What you should do
In the records below, locate the line containing "let (df, dr) = offsets[i];"; output that line and every following line through the last, exactly.

Dataset records
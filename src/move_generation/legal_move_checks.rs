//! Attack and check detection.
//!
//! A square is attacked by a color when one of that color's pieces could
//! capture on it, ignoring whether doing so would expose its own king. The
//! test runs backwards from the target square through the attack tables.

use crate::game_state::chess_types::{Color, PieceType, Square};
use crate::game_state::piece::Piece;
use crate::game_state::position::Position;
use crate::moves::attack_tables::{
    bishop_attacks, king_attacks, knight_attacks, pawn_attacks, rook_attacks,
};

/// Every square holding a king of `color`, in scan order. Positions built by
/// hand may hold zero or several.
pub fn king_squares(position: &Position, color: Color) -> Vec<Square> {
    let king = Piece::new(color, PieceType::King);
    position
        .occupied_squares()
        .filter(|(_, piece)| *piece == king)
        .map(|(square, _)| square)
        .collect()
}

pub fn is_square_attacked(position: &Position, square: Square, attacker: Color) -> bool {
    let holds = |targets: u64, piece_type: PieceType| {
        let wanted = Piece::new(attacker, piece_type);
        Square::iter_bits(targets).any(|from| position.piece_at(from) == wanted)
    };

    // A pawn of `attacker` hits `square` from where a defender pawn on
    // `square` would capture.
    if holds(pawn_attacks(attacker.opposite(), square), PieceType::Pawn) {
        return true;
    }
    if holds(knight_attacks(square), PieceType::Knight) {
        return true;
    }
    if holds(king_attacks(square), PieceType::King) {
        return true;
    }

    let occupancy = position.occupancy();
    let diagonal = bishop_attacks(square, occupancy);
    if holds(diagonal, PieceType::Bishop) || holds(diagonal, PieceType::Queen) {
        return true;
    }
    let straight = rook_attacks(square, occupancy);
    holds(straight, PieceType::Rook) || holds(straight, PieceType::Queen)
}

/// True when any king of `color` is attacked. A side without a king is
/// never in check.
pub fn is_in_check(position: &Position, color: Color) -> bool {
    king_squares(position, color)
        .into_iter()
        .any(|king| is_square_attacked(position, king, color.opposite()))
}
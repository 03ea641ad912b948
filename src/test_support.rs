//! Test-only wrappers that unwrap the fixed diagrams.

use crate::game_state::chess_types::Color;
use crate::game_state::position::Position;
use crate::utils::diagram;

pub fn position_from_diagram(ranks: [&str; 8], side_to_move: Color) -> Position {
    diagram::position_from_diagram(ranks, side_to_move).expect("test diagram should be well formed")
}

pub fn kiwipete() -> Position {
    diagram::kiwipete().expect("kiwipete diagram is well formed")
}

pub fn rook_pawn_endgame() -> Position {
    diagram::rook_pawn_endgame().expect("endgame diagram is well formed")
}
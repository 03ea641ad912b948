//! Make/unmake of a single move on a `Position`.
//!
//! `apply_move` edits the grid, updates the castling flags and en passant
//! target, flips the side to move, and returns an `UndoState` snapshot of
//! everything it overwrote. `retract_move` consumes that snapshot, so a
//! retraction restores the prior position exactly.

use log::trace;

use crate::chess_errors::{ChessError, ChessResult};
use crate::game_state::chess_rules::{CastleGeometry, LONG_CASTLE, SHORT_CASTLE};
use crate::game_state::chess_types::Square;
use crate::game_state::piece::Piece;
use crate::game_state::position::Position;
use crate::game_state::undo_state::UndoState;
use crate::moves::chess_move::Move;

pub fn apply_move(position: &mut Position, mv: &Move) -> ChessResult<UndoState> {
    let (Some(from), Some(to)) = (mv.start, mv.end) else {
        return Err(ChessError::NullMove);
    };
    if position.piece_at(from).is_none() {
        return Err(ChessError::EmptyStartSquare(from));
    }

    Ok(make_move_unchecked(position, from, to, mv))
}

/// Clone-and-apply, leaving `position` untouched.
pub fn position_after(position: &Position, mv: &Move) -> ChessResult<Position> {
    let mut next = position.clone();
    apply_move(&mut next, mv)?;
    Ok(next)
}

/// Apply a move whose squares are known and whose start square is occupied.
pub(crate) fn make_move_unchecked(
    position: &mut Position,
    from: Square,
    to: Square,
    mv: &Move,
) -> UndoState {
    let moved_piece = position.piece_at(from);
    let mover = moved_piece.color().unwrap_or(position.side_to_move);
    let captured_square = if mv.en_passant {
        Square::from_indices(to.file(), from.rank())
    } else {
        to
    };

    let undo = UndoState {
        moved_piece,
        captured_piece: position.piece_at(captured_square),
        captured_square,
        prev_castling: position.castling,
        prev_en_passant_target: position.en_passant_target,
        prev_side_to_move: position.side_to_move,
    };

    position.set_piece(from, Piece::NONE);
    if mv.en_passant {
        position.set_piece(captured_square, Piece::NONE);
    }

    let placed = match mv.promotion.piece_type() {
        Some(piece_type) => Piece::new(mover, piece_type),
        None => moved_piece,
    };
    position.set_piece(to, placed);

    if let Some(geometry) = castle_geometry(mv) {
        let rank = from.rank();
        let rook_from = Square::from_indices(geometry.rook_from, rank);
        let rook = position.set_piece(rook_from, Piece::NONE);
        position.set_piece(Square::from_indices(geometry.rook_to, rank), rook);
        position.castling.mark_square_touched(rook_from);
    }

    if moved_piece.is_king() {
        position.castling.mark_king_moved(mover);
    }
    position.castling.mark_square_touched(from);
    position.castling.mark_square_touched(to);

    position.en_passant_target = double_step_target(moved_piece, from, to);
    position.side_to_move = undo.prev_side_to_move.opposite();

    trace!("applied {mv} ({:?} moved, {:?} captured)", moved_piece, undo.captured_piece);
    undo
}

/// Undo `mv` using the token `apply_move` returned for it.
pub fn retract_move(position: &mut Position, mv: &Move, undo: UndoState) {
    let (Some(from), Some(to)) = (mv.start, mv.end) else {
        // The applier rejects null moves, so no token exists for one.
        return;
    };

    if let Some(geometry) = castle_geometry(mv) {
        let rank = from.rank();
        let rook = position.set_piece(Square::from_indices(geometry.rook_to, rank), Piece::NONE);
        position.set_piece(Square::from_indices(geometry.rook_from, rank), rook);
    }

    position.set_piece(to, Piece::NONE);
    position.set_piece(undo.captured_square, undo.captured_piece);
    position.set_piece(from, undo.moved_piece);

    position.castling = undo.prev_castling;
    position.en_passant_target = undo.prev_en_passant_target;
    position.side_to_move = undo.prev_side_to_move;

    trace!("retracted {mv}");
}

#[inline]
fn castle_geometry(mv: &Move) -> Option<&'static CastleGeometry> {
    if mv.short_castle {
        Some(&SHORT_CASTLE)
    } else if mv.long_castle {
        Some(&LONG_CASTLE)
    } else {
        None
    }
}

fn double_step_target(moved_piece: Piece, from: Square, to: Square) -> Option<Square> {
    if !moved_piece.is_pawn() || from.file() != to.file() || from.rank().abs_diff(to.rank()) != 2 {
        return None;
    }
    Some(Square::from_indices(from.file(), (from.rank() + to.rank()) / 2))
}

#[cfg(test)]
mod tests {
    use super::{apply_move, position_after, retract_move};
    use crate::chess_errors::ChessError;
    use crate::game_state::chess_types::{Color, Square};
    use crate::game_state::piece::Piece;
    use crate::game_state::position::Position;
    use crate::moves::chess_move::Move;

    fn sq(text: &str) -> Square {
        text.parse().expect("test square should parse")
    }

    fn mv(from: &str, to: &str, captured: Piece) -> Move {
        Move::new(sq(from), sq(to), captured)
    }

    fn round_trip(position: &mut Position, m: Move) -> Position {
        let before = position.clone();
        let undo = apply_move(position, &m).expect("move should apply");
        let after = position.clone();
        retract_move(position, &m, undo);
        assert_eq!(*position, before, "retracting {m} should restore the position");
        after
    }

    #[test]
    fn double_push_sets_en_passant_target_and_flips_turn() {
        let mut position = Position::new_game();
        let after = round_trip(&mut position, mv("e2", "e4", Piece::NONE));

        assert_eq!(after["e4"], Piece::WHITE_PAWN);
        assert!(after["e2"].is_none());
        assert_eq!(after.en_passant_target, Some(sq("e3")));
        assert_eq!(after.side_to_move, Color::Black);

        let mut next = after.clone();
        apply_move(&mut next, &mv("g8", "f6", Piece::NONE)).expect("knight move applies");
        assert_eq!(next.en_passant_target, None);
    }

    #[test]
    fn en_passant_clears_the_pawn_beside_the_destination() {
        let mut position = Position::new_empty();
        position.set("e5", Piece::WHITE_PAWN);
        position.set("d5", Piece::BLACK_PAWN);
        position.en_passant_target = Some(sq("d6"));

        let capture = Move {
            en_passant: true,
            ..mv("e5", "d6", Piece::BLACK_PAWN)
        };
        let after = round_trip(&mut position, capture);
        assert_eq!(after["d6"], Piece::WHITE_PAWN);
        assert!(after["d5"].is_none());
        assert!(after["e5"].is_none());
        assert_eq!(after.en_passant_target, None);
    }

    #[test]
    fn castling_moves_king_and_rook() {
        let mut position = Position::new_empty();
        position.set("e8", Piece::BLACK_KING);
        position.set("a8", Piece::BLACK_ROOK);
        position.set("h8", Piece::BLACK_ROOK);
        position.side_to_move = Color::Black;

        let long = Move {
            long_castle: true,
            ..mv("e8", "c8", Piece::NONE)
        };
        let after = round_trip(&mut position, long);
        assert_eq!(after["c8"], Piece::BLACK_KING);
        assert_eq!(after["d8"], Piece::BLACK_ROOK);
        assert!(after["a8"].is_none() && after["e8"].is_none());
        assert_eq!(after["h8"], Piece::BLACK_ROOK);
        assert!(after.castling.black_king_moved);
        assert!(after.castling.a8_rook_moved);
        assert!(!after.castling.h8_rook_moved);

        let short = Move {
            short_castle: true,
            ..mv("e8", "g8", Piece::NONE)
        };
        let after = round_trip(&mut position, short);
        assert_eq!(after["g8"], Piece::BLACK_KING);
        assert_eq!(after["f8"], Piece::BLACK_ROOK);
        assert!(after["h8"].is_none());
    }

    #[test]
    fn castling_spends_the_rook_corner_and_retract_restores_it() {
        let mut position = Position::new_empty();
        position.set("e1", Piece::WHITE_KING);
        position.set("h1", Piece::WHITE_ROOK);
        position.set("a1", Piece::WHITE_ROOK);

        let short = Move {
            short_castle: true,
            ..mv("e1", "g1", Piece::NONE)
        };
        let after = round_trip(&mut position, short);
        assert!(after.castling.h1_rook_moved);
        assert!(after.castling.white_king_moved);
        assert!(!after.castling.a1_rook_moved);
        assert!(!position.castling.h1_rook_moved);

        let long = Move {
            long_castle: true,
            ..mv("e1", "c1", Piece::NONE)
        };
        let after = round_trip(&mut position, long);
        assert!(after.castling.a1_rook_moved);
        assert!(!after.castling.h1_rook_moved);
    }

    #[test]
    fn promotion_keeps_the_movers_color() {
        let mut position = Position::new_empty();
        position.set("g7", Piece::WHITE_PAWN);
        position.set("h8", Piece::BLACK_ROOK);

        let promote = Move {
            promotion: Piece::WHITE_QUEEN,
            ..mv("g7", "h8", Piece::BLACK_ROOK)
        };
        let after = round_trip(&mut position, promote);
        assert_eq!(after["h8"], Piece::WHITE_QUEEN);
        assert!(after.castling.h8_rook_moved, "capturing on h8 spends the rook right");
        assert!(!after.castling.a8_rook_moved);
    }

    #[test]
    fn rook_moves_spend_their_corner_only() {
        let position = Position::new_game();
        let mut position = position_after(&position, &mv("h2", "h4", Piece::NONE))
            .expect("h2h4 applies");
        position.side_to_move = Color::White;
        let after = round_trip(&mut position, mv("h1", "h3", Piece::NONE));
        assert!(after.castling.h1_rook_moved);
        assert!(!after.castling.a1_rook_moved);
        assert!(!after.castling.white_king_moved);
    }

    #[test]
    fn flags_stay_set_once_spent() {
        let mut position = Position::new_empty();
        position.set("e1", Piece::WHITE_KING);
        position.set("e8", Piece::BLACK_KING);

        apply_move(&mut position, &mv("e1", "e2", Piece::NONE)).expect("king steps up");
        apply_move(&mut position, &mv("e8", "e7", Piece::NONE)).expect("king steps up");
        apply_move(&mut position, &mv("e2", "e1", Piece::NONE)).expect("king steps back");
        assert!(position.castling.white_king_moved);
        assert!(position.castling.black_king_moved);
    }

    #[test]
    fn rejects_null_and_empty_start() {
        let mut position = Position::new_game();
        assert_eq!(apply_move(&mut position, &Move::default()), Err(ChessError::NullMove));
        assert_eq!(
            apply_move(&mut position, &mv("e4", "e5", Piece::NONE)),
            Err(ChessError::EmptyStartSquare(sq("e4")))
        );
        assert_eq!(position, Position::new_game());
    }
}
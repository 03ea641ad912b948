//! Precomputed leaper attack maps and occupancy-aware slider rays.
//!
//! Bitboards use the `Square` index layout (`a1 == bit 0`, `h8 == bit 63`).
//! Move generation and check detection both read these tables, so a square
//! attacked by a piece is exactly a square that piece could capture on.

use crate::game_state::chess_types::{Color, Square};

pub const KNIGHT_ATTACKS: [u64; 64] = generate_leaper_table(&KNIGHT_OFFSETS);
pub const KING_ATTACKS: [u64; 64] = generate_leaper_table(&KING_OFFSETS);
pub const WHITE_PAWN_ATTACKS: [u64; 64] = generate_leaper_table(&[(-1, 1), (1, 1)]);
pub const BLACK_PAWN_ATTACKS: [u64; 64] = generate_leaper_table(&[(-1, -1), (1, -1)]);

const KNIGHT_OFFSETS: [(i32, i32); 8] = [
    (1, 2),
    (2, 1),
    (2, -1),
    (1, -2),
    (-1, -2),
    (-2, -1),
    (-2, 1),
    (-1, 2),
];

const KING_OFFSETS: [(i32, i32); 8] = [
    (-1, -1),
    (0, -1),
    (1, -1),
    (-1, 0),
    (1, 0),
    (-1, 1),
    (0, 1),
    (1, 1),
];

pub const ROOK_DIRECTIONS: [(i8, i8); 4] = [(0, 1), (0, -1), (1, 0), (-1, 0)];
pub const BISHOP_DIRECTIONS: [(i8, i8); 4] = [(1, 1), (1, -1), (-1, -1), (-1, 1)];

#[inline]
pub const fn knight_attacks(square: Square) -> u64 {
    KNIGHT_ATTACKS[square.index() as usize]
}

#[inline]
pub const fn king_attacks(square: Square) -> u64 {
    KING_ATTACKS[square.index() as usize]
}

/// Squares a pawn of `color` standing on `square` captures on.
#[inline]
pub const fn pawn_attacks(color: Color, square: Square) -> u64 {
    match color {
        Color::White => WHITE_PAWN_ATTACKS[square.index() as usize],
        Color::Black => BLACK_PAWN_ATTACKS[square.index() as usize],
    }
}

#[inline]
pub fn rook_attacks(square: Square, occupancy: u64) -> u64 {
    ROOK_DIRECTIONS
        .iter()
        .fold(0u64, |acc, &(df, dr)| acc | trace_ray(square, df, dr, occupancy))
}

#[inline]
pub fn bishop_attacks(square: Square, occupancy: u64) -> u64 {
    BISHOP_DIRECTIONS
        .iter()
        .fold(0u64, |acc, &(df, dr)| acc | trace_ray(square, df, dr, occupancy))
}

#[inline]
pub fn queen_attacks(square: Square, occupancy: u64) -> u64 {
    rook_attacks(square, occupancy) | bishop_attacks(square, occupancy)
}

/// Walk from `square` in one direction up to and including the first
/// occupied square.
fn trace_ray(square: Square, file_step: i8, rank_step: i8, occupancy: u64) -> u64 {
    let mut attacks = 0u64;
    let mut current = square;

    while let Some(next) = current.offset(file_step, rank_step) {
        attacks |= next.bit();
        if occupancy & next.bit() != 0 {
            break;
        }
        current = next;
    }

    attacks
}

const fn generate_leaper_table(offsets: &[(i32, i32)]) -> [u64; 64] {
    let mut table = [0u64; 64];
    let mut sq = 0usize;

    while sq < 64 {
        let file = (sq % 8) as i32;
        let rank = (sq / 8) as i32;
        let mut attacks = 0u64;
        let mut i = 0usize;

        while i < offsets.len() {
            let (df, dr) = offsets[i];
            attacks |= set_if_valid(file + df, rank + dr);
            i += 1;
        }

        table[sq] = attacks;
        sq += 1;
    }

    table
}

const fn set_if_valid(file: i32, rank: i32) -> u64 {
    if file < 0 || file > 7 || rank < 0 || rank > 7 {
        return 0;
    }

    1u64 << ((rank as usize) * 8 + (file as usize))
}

Task response
            let (df, dr) = offsets[i];
            attacks |= set_if_valid(file + df, rank + dr);
            i += 1;
        }

        table[sq] = attacks;
        sq += 1;
    }

    table
}

const fn set_if_valid(file: i32, rank: i32) -> u64 {
    if file < 0 || file > 7 || rank < 0 || rank > 7 {
        return 0;
    }

    1u64 << ((rank as usize) * 8 + (file as usize))
}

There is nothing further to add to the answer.